*** Opening Input data ***
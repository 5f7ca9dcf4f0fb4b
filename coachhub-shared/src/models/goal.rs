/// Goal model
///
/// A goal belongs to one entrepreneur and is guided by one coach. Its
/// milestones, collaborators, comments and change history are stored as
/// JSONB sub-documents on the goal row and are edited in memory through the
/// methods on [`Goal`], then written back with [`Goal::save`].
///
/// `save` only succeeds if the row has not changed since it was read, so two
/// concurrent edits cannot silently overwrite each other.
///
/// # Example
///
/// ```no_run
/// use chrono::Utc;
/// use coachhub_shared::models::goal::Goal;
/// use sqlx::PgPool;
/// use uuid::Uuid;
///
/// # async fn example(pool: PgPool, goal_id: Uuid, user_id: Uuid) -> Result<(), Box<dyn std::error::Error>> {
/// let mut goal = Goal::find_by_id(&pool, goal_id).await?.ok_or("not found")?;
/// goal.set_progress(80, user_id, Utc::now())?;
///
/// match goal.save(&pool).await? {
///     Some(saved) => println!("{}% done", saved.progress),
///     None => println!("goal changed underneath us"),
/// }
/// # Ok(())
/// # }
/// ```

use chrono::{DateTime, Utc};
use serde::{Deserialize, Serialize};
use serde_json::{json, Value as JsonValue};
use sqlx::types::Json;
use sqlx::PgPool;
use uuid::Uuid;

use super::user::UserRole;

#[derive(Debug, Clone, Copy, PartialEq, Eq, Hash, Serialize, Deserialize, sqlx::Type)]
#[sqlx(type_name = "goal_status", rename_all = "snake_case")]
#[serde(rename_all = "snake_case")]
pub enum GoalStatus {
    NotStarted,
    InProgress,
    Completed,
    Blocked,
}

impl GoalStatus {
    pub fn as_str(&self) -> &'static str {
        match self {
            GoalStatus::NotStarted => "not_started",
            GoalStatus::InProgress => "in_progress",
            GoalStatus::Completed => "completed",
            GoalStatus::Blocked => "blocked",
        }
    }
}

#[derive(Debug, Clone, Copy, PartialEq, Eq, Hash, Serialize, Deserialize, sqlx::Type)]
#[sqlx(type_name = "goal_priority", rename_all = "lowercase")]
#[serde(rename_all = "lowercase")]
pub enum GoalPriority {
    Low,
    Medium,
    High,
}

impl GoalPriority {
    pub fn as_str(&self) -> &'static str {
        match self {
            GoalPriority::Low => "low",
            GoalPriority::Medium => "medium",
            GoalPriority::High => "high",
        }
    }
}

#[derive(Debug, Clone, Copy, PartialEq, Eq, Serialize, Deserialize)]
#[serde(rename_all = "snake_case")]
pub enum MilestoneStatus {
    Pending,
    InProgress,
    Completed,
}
*** Closing Input data ***
*** Opening Input data ***
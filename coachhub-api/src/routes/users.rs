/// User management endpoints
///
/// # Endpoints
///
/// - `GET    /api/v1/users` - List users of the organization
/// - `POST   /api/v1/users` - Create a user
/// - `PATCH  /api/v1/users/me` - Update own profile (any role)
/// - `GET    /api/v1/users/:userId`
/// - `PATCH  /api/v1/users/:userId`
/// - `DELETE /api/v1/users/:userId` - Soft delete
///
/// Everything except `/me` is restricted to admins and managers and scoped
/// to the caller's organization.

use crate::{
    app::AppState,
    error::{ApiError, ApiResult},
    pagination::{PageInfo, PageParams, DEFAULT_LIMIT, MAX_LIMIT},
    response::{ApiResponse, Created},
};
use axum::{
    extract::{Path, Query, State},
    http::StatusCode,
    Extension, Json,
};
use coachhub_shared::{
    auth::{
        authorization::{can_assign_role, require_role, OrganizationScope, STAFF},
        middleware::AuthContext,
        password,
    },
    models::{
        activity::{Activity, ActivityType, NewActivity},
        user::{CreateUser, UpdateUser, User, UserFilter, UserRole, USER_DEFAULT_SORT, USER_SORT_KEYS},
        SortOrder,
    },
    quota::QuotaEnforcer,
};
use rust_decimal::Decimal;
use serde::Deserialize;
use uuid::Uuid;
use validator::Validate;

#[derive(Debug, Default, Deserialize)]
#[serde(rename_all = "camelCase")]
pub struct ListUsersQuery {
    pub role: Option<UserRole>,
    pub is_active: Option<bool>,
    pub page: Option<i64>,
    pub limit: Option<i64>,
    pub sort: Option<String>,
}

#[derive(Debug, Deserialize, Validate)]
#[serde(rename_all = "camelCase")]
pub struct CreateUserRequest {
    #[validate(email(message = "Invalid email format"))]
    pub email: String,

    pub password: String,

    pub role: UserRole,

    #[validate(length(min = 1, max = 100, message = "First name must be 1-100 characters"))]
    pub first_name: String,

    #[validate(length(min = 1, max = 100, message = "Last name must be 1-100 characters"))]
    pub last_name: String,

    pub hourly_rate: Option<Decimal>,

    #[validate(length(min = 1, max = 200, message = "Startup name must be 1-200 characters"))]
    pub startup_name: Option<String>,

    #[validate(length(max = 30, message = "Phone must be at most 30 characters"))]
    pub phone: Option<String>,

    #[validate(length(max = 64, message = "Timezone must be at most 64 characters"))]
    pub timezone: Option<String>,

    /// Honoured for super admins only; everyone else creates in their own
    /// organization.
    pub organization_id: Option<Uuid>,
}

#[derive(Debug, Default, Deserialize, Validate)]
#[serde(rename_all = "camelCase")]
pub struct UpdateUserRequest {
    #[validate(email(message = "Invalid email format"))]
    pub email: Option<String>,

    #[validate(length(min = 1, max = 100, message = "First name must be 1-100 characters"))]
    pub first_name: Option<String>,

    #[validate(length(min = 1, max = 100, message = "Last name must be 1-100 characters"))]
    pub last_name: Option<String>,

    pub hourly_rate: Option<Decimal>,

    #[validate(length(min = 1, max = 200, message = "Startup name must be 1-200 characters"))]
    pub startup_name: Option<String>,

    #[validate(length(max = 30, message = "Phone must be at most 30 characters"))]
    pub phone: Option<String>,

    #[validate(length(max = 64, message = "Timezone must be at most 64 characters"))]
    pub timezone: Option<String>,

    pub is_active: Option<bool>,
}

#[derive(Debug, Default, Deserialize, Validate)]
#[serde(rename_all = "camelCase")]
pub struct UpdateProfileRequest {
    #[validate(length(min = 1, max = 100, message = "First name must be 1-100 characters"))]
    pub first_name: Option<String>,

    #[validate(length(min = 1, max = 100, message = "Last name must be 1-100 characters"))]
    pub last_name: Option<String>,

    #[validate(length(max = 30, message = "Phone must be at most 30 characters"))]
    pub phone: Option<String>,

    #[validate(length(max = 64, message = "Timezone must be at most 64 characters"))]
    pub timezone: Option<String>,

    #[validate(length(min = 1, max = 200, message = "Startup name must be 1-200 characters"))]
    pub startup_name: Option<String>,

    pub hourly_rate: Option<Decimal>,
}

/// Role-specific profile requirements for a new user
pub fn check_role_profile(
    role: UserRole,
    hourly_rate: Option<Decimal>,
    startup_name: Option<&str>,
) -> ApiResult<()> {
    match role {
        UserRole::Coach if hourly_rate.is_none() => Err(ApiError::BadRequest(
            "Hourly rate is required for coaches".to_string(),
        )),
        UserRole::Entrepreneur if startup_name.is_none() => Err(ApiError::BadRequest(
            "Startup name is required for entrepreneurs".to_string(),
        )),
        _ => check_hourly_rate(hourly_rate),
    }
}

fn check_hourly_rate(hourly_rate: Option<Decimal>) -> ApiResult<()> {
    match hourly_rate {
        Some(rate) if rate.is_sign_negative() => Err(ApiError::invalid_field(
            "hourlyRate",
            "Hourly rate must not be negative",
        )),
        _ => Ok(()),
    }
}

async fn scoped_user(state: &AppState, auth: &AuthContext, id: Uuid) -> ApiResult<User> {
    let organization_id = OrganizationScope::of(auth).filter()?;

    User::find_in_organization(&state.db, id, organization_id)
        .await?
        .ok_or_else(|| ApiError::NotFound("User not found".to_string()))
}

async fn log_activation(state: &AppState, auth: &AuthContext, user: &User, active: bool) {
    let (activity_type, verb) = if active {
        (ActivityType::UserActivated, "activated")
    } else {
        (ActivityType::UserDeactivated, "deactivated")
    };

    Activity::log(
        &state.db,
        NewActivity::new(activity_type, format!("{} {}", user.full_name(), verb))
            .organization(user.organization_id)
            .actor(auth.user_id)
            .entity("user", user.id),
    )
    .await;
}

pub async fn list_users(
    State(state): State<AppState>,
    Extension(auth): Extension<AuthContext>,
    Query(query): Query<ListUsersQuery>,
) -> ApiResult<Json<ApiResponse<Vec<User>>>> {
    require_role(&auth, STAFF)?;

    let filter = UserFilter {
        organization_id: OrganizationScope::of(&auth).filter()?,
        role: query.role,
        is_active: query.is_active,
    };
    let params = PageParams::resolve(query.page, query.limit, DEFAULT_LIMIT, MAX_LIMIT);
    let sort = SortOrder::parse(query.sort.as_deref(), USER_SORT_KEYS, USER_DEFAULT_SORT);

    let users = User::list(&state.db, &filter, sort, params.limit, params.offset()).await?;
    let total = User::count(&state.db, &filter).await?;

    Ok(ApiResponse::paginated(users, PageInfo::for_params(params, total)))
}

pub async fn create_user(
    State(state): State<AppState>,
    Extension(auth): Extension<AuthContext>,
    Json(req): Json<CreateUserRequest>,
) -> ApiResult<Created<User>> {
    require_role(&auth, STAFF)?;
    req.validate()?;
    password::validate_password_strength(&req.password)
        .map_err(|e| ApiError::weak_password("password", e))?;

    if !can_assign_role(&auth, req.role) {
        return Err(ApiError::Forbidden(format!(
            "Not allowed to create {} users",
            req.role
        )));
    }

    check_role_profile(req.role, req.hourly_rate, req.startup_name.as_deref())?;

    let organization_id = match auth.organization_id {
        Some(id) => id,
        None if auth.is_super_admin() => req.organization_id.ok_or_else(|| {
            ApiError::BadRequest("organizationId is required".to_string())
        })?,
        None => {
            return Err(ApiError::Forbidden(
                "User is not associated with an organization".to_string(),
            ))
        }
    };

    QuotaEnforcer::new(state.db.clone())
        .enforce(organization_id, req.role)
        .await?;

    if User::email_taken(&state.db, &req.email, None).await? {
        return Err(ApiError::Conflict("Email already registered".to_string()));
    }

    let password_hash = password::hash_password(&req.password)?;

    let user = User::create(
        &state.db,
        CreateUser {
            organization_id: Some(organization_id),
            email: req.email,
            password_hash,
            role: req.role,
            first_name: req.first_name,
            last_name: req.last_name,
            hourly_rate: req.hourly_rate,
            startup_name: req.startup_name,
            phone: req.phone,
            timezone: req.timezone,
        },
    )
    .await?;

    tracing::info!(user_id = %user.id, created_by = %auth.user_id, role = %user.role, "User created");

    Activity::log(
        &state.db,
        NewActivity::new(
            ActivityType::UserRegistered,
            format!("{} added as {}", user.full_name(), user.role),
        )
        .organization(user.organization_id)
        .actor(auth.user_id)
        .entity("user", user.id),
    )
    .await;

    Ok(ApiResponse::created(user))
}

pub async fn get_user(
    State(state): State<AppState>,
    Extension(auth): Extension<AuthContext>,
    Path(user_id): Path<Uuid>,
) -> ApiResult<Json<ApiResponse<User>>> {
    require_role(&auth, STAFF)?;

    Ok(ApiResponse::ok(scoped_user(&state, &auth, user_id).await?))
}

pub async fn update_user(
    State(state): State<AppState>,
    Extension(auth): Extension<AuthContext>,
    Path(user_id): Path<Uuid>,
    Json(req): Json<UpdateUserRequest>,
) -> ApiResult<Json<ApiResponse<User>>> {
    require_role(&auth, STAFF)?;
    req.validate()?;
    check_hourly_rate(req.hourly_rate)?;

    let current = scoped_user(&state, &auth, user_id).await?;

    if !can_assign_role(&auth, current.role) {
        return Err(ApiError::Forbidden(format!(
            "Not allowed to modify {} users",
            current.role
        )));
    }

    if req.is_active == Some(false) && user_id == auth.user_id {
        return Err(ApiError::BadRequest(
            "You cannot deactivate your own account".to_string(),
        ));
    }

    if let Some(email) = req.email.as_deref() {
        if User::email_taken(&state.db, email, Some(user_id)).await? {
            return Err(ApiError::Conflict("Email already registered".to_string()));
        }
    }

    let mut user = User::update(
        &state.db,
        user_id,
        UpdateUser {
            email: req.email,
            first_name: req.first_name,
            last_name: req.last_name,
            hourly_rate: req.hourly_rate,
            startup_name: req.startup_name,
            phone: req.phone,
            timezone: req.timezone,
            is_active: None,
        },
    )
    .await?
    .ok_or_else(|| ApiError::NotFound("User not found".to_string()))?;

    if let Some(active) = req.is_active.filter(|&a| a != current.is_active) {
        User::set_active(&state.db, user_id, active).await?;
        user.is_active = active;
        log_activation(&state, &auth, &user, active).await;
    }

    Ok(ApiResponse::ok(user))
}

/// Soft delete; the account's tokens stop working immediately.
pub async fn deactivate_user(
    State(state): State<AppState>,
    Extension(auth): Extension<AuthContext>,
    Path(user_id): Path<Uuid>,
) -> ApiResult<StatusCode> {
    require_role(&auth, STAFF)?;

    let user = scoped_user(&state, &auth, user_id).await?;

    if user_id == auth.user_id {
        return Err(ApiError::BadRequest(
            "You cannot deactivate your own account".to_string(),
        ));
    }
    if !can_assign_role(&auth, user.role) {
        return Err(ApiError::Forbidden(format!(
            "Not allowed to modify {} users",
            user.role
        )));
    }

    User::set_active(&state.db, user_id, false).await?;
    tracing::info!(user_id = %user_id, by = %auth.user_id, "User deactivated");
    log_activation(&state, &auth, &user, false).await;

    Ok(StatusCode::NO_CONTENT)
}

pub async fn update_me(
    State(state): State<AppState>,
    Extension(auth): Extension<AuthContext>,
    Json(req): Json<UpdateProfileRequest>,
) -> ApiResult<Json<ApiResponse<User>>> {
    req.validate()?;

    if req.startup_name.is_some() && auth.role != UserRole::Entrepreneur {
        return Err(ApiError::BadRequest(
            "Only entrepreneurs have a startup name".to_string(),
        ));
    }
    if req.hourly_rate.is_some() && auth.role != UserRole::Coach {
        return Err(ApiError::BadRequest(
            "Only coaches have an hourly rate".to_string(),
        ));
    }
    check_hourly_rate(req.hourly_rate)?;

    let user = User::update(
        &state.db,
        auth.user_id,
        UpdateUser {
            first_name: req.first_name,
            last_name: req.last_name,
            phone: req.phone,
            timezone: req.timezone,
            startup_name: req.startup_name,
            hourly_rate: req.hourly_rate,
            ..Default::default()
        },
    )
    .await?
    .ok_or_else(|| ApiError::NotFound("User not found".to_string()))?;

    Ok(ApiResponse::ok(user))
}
*** Closing Input data ***
Filter the records down to the lines that contain the string "false", and copy those lines.

    if req.is_active == Some(false) && user_id == auth.user_id {
    User::set_active(&state.db, user_id, false).await?;
    log_activation(&state, &auth, &user, false).await;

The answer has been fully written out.